+++ Listed records +++

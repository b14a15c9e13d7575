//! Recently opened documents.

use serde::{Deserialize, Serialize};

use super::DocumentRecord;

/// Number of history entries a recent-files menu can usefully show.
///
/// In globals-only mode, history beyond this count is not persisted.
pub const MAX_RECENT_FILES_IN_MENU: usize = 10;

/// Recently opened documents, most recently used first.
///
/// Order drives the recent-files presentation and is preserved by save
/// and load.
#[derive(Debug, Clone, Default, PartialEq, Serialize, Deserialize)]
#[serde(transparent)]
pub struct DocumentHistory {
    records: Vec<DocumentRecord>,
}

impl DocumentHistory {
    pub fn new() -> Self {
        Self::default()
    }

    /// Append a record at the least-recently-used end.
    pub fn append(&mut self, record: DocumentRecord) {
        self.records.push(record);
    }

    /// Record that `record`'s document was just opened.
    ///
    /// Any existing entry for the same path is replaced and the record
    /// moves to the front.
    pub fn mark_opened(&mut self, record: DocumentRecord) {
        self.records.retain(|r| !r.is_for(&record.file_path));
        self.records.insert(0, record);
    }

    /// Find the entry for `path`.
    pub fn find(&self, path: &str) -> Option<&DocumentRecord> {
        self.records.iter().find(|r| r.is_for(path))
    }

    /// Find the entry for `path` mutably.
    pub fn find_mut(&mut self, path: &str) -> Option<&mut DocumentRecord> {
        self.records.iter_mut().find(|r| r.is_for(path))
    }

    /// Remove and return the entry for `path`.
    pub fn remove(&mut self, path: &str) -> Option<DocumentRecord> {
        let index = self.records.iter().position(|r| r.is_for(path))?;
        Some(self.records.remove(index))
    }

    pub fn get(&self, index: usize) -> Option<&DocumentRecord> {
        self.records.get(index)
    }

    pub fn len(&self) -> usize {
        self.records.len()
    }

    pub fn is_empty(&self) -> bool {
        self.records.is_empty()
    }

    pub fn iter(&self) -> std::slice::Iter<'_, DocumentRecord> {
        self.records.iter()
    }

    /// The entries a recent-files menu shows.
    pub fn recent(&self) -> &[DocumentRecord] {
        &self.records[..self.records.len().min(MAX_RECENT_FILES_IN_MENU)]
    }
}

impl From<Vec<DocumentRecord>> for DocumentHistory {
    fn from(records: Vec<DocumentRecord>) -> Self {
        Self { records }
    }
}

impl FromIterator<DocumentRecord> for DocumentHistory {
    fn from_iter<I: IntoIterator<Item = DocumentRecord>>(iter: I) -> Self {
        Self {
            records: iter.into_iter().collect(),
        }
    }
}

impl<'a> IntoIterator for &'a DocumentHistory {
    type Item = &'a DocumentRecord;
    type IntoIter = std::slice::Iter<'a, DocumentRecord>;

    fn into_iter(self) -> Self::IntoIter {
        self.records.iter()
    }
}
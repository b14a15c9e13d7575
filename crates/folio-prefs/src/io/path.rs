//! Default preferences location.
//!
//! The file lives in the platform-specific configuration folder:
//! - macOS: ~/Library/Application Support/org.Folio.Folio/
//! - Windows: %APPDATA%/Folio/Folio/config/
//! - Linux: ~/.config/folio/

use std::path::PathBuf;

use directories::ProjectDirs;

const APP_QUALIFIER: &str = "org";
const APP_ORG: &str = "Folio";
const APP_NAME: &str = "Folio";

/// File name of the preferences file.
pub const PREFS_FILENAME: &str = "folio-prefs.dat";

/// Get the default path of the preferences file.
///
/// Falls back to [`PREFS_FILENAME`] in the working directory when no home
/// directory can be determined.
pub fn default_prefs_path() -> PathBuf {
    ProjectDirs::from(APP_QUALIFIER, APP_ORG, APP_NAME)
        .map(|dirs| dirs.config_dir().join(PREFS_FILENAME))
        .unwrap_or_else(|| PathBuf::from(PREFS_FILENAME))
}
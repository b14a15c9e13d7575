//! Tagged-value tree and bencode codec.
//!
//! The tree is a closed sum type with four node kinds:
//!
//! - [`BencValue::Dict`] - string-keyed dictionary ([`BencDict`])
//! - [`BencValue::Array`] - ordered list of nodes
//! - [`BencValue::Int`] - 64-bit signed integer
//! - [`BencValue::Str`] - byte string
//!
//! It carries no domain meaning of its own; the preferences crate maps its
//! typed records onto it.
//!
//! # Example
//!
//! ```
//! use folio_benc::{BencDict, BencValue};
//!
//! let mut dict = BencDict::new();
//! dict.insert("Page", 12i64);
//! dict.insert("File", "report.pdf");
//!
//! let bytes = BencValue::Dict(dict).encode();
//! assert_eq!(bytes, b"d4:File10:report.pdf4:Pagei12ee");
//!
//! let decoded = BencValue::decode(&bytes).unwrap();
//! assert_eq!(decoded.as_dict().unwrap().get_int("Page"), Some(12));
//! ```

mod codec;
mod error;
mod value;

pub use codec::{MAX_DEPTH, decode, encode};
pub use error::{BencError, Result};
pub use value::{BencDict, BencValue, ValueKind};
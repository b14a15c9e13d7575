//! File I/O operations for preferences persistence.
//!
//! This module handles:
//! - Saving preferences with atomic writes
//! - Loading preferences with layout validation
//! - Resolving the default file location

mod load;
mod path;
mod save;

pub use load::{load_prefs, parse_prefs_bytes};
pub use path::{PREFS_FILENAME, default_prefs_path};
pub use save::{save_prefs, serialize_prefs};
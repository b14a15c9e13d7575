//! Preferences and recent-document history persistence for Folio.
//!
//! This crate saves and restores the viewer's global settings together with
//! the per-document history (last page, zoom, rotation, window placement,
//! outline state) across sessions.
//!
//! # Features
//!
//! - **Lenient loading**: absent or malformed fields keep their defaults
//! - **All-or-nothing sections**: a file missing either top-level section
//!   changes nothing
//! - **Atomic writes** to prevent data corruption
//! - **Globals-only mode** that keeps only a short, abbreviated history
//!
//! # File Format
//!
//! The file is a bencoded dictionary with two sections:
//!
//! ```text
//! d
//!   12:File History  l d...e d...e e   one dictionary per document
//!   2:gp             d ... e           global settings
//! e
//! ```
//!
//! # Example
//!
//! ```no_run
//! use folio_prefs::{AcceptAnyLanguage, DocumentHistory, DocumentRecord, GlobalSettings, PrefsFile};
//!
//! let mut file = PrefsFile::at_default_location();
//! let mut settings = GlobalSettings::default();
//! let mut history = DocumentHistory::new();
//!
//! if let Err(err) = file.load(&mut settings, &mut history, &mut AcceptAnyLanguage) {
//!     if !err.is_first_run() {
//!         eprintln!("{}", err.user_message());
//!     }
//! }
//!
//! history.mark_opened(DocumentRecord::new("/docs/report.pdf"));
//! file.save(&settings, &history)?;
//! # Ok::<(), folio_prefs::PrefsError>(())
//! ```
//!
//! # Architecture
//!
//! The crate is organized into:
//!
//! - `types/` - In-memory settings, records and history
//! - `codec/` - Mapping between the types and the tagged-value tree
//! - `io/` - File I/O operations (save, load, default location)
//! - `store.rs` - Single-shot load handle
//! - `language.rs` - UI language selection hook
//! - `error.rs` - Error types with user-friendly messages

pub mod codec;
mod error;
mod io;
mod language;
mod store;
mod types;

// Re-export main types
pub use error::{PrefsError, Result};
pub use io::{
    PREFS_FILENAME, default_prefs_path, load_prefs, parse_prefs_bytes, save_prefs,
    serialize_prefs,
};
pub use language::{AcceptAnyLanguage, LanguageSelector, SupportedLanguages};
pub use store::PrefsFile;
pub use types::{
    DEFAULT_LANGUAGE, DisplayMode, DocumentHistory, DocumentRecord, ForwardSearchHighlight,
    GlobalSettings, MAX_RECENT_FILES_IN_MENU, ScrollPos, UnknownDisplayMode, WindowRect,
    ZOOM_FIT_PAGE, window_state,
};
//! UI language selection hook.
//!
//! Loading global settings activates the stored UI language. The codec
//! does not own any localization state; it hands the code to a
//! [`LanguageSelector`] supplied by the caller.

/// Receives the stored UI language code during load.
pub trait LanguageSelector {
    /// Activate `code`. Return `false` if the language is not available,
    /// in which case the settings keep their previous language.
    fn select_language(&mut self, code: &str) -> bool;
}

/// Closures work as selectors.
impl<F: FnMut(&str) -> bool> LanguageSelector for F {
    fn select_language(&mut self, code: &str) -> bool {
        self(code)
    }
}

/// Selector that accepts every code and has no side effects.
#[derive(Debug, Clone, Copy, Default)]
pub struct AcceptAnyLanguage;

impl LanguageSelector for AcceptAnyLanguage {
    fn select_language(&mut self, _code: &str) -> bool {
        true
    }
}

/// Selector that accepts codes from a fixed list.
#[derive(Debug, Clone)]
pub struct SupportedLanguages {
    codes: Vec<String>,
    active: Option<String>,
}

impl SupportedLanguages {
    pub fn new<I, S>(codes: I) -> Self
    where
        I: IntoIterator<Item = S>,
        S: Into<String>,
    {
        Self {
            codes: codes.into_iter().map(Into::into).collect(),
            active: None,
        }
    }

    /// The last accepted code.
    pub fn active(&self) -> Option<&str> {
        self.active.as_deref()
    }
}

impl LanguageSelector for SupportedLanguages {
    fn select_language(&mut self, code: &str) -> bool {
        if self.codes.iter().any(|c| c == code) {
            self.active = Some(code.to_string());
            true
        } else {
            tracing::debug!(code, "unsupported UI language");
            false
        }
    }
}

+++
+++ Listed records +++

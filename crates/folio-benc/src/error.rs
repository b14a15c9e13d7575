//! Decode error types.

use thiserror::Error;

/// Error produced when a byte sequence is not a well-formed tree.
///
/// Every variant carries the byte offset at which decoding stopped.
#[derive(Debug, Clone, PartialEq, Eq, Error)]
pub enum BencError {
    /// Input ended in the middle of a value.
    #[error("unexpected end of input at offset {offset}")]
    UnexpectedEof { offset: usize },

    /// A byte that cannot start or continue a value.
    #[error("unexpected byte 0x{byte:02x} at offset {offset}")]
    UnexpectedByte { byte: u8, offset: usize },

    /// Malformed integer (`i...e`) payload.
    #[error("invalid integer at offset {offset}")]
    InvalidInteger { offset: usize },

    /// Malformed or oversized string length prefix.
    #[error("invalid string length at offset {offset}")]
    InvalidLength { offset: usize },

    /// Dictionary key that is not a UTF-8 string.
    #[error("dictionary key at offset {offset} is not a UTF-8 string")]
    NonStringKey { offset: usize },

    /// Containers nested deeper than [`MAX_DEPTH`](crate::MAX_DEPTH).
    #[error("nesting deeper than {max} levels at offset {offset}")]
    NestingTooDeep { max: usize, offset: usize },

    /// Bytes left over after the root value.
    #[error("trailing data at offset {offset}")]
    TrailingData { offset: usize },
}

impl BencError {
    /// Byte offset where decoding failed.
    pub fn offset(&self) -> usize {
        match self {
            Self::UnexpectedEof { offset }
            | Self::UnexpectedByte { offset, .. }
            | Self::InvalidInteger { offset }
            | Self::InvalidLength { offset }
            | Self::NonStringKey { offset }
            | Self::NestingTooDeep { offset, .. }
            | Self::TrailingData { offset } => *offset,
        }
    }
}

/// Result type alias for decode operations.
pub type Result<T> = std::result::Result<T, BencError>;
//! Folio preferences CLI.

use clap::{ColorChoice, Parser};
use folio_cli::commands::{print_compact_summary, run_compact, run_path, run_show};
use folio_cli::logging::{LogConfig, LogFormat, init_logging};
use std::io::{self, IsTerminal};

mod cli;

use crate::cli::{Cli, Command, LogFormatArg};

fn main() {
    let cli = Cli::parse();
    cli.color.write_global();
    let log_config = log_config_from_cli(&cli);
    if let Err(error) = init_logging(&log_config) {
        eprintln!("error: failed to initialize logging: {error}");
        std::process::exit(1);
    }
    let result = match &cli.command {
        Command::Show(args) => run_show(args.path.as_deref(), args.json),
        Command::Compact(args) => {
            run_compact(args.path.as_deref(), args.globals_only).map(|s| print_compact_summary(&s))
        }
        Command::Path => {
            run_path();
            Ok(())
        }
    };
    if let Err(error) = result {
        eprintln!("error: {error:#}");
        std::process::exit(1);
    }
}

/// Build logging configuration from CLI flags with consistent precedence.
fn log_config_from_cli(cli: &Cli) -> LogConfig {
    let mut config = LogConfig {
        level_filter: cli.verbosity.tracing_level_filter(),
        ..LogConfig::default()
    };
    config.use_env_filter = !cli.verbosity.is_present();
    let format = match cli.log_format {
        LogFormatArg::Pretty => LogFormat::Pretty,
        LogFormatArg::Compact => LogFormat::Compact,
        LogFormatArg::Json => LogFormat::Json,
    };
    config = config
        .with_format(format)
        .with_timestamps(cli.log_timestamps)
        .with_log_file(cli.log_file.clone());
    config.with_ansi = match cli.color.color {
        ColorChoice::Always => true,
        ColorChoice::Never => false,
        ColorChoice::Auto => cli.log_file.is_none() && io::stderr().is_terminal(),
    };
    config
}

+++

**What this task involves**.
Report every line of the data above that contains the string "when" by copying it in full.

**Written response**.
/// Falls back to [`PREFS_FILENAME`] in the working directory when no home
/// Error produced when a byte sequence is not a well-formed tree.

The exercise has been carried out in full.